35 years old is the age that we consider "advanced maternal age" because it is the year that research has shown that the risk of chromosomal abnormalities like Down's syndrome start to equal the risks from the tests like amniocentesis that we can use to test for chromosomal abnormalities.
Unlike women who develop gestational diabetes partway through their pregnancy, women who already had diabetes before being pregnant have a risk of their baby having birth defects as well as the normal complications from uncontrolled diabetes late in development. Somewhat intuitively, this is because the high blood sugar must be present during the developmentally crucial first trimester to actually cause birth defects and gestational diabetes usually begins long after that.

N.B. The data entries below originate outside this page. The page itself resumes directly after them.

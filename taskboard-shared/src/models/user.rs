/// User model and database operations
///
/// Users carry one of three roles (`user` < `admin` < `super-admin`). The
/// `is_approved` flag is only meaningful for admins: a freshly created admin
/// starts unapproved and cannot edit tasks until a super-admin approves it.
///
/// # Schema
///
/// ```sql
/// CREATE TYPE user_role AS ENUM ('user', 'admin', 'super-admin');
///
/// CREATE TABLE users (
///     id UUID PRIMARY KEY DEFAULT gen_random_uuid(),
///     email VARCHAR(255) NOT NULL UNIQUE,
///     name VARCHAR(255) NOT NULL,
///     password_hash VARCHAR(255) NOT NULL,
///     image VARCHAR(512),
///     role user_role NOT NULL DEFAULT 'user',
///     is_approved BOOLEAN,
///     created_at TIMESTAMPTZ NOT NULL DEFAULT NOW(),
///     updated_at TIMESTAMPTZ NOT NULL DEFAULT NOW()
/// );
/// ```

use chrono::{DateTime, Utc};
use serde::{Deserialize, Serialize};
use sqlx::PgPool;
use uuid::Uuid;

/// User role in the permission hierarchy
#[derive(Debug, Clone, Copy, PartialEq, Eq, Serialize, Deserialize, sqlx::Type)]
#[sqlx(type_name = "user_role", rename_all = "kebab-case")]
#[serde(rename_all = "kebab-case")]
pub enum Role {
    /// Regular user; can view tasks and update task status
    User,

    /// Admin; can manage users and tasks, task edits gated on approval
    Admin,

    /// Super-admin; full access, approves new admins
    SuperAdmin,
}

impl Role {
    /// Converts role to its wire/database string
    pub fn as_str(&self) -> &'static str {
        match self {
            Role::User => "user",
            Role::Admin => "admin",
            Role::SuperAdmin => "super-admin",
        }
    }

    /// Whether this role has admin rank (admin or super-admin)
    ///
    /// Admin rank is the gate for every user-management and task-management
    /// mutation.
    pub fn is_admin_rank(&self) -> bool {
        matches!(self, Role::Admin | Role::SuperAdmin)
    }
}

/// User model representing an account row
#[derive(Debug, Clone, Serialize, Deserialize, sqlx::FromRow)]
pub struct User {
    /// Unique user ID
    pub id: Uuid,

    /// Email address; unique across all users
    pub email: String,

    /// Display name
    pub name: String,

    /// Argon2id password hash, never a plaintext password
    pub password_hash: String,

    /// Optional avatar/profile image URL
    pub image: Option<String>,

    /// Role in the permission hierarchy
    pub role: Role,

    /// Admin approval flag
    ///
    /// Only meaningful when `role` is `Admin`; `None` or `Some(false)` means
    /// the admin is awaiting super-admin approval.
    pub is_approved: Option<bool>,

    /// When the account was created
    pub created_at: DateTime<Utc>,

    /// When the account was last updated
    pub updated_at: DateTime<Utc>,
}

impl User {
    /// Whether this user is an admin still awaiting approval
    pub fn is_unapproved_admin(&self) -> bool {
        self.role == Role::Admin && self.is_approved != Some(true)
    }
}

/// Input for creating a new user
#[derive(Debug, Clone)]
pub struct CreateUser {
    /// Email address
    pub email: String,

    /// Display name
    pub name: String,

    /// Argon2id password hash (NOT a plaintext password)
    pub password_hash: String,

    /// Optional avatar URL
    pub image: Option<String>,

    /// Role for the new account
    pub role: Role,

    /// Initial approval state (admins only)
    pub is_approved: Option<bool>,
}

/// Outcome of a guarded user deletion
#[derive(Debug, Clone, Copy, PartialEq, Eq)]
pub enum DeleteUserOutcome {
    /// User row removed
    Deleted,

    /// At least one task still references the user as assignee
    HasAssignedTasks,

    /// No such user
    NotFound,
}

const USER_COLUMNS: &str = "id, email, name, password_hash, image, role, is_approved, \
                            created_at, updated_at";

impl User {
    /// Creates a new user
    ///
    /// # Errors
    ///
    /// Returns an error if the email already exists (unique constraint
    /// violation, surfaced by the caller as `AlreadyExists`) or the database
    /// operation fails.
    pub async fn create(pool: &PgPool, data: CreateUser) -> Result<Self, sqlx::Error> {
        let user = sqlx::query_as::<_, User>(&format!(
            r#"
            INSERT INTO users (email, name, password_hash, image, role, is_approved)
            VALUES ($1, $2, $3, $4, $5, $6)
            RETURNING {USER_COLUMNS}
            "#,
        ))
        .bind(data.email)
        .bind(data.name)
        .bind(data.password_hash)
        .bind(data.image)
        .bind(data.role)
        .bind(data.is_approved)
        .fetch_one(pool)
        .await?;

        Ok(user)
    }

    /// Finds a user by ID
    pub async fn find_by_id(pool: &PgPool, id: Uuid) -> Result<Option<Self>, sqlx::Error> {
        let user = sqlx::query_as::<_, User>(&format!(
            "SELECT {USER_COLUMNS} FROM users WHERE id = $1",
        ))
        .bind(id)
        .fetch_optional(pool)
        .await?;

        Ok(user)
    }

    /// Finds a user by email address
    pub async fn find_by_email(pool: &PgPool, email: &str) -> Result<Option<Self>, sqlx::Error> {
        let user = sqlx::query_as::<_, User>(&format!(
            "SELECT {USER_COLUMNS} FROM users WHERE email = $1",
        ))
        .bind(email)
        .fetch_optional(pool)
        .await?;

        Ok(user)
    }

    /// Lists users with keyset pagination and an optional role filter
    ///
    /// Rows are ordered by id ascending; `cursor` is the last-seen id from
    /// the previous page. `role: None` means no filter.
    pub async fn list(
        pool: &PgPool,
        limit: i64,
        cursor: Option<Uuid>,
        role: Option<Role>,
    ) -> Result<Vec<Self>, sqlx::Error> {
        let users = sqlx::query_as::<_, User>(&format!(
            r#"
            SELECT {USER_COLUMNS}
            FROM users
            WHERE ($1::uuid IS NULL OR id > $1)
              AND ($2::user_role IS NULL OR role = $2)
            ORDER BY id ASC
            LIMIT $3
            "#,
        ))
        .bind(cursor)
        .bind(role)
        .bind(limit)
        .fetch_all(pool)
        .await?;

        Ok(users)
    }

    /// Updates profile fields (name, email, image)
    ///
    /// Full replace of the editable profile fields, matching the
    /// UpdateUser operation. Returns `None` if the user does not exist.
    pub async fn update_profile(
        pool: &PgPool,
        id: Uuid,
        name: &str,
        email: &str,
        image: Option<&str>,
    ) -> Result<Option<Self>, sqlx::Error> {
        let user = sqlx::query_as::<_, User>(&format!(
            r#"
            UPDATE users
            SET name = $2, email = $3, image = $4, updated_at = NOW()
            WHERE id = $1
            RETURNING {USER_COLUMNS}
            "#,
        ))
        .bind(id)
        .bind(name)
        .bind(email)
        .bind(image)
        .fetch_optional(pool)
        .await?;

        Ok(user)
    }

    /// Applies a role change, optionally touching the approval flag
    ///
    /// `is_approved: None` leaves the stored flag untouched (the
    /// admin-sets-user case of the role matrix).
    pub async fn update_role(
        pool: &PgPool,
        id: Uuid,
        role: Role,
        is_approved: Option<bool>,
    ) -> Result<Option<Self>, sqlx::Error> {
        let user = sqlx::query_as::<_, User>(&format!(
            r#"
            UPDATE users
            SET role = $2,
                is_approved = COALESCE($3, is_approved),
                updated_at = NOW()
            WHERE id = $1
            RETURNING {USER_COLUMNS}
            "#,
        ))
        .bind(id)
        .bind(role)
        .bind(is_approved)
        .fetch_optional(pool)
        .await?;

        Ok(user)
    }

    /// Marks an admin as approved
    pub async fn set_approved(pool: &PgPool, id: Uuid) -> Result<Option<Self>, sqlx::Error> {
        let user = sqlx::query_as::<_, User>(&format!(
            r#"
            UPDATE users
            SET is_approved = TRUE, updated_at = NOW()
            WHERE id = $1
            RETURNING {USER_COLUMNS}
            "#,
        ))
        .bind(id)
        .fetch_optional(pool)
        .await?;

        Ok(user)
    }

    /// Replaces the stored password hash
    pub async fn set_password_hash(
        pool: &PgPool,
        id: Uuid,
        password_hash: &str,
    ) -> Result<bool, sqlx::Error> {
        let result = sqlx::query(
            "UPDATE users SET password_hash = $2, updated_at = NOW() WHERE id = $1",
        )
        .bind(id)
        .bind(password_hash)
        .execute(pool)
        .await?;

        Ok(result.rows_affected() > 0)
    }

    /// Deletes a user unless tasks still reference them as assignee
    ///
    /// The assigned-task check and the delete run as one conditional
    /// statement, so the safety check cannot race a concurrent task
    /// creation targeting the same user. Only `assigned_to` blocks the
    /// delete; tasks the user merely created (`assigned_by`) do not.
    pub async fn delete_if_unassigned(
        pool: &PgPool,
        id: Uuid,
    ) -> Result<DeleteUserOutcome, sqlx::Error> {
        let result = sqlx::query(
            r#"
            DELETE FROM users
            WHERE id = $1
              AND NOT EXISTS (SELECT 1 FROM tasks WHERE assigned_to = $1)
            "#,
        )
        .bind(id)
        .execute(pool)
        .await?;

        if result.rows_affected() > 0 {
            return Ok(DeleteUserOutcome::Deleted);
        }

        // Nothing deleted: distinguish a guarded user from a missing one.
        let has_tasks: bool =
            sqlx::query_scalar("SELECT EXISTS (SELECT 1 FROM tasks WHERE assigned_to = $1)")
                .bind(id)
                .fetch_one(pool)
                .await?;

        if has_tasks {
            Ok(DeleteUserOutcome::HasAssignedTasks)
        } else {
            Ok(DeleteUserOutcome::NotFound)
        }
    }
}

#[cfg(test)]
mod tests {
    use super::*;

    #[test]
    fn test_role_as_str() {
        assert_eq!(Role::User.as_str(), "user");
        assert_eq!(Role::Admin.as_str(), "admin");
        assert_eq!(Role::SuperAdmin.as_str(), "super-admin");
    }

    #[test]
    fn test_role_serde_wire_format() {
        assert_eq!(serde_json::to_string(&Role::SuperAdmin).unwrap(), "\"super-admin\"");
        assert_eq!(serde_json::to_string(&Role::User).unwrap(), "\"user\"");

        let role: Role = serde_json::from_str("\"super-admin\"").unwrap();
        assert_eq!(role, Role::SuperAdmin);
    }

    #[test]
    fn test_role_admin_rank() {
        assert!(!Role::User.is_admin_rank());
        assert!(Role::Admin.is_admin_rank());
        assert!(Role::SuperAdmin.is_admin_rank());
    }

    #[test]
    fn test_unapproved_admin() {
        let mut user = sample_user(Role::Admin, None);
        assert!(user.is_unapproved_admin());

        user.is_approved = Some(false);
        assert!(user.is_unapproved_admin());

        user.is_approved = Some(true);
        assert!(!user.is_unapproved_admin());

        // Approval flag is ignored for non-admin roles
        let super_admin = sample_user(Role::SuperAdmin, None);
        assert!(!super_admin.is_unapproved_admin());

        let regular = sample_user(Role::User, Some(false));
        assert!(!regular.is_unapproved_admin());
    }

    fn sample_user(role: Role, is_approved: Option<bool>) -> User {
        User {
            id: Uuid::new_v4(),
            email: "test@example.com".to_string(),
            name: "Test".to_string(),
            password_hash: "$argon2id$...".to_string(),
            image: None,
            role,
            is_approved,
            created_at: Utc::now(),
            updated_at: Utc::now(),
        }
    }

    // Integration tests for database operations require a running database
}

VDAC and TOLAC stand for vaginal delivery after cesarean and trial of labor after cesarean respectively.

When the first movements of the baby are felt by the mother it's called "the quickening." This may seem like a weird term for that phenomenon, but actually that usage is far older than our current meaning of the word quicken. Instead of meaning "to go faster," to quicken" meant "to come alive." Thus "the quickening" was the time when you could tell that the baby was alive in utero.
One of the tests that can be done toward the end of a pregnancy to check fetal health is called a non-stress test. This test looks at the fetal heart rate which, rather counterintuitively, we don't want to be stable. Unstable in certain ways would be bad too, but the ideal situation is for the fetal heart rate to spike upward by ~15 beats per minute for 15 seconds every minute or so. If the heartbeat is too calm or it drops downward, that is a bad sign.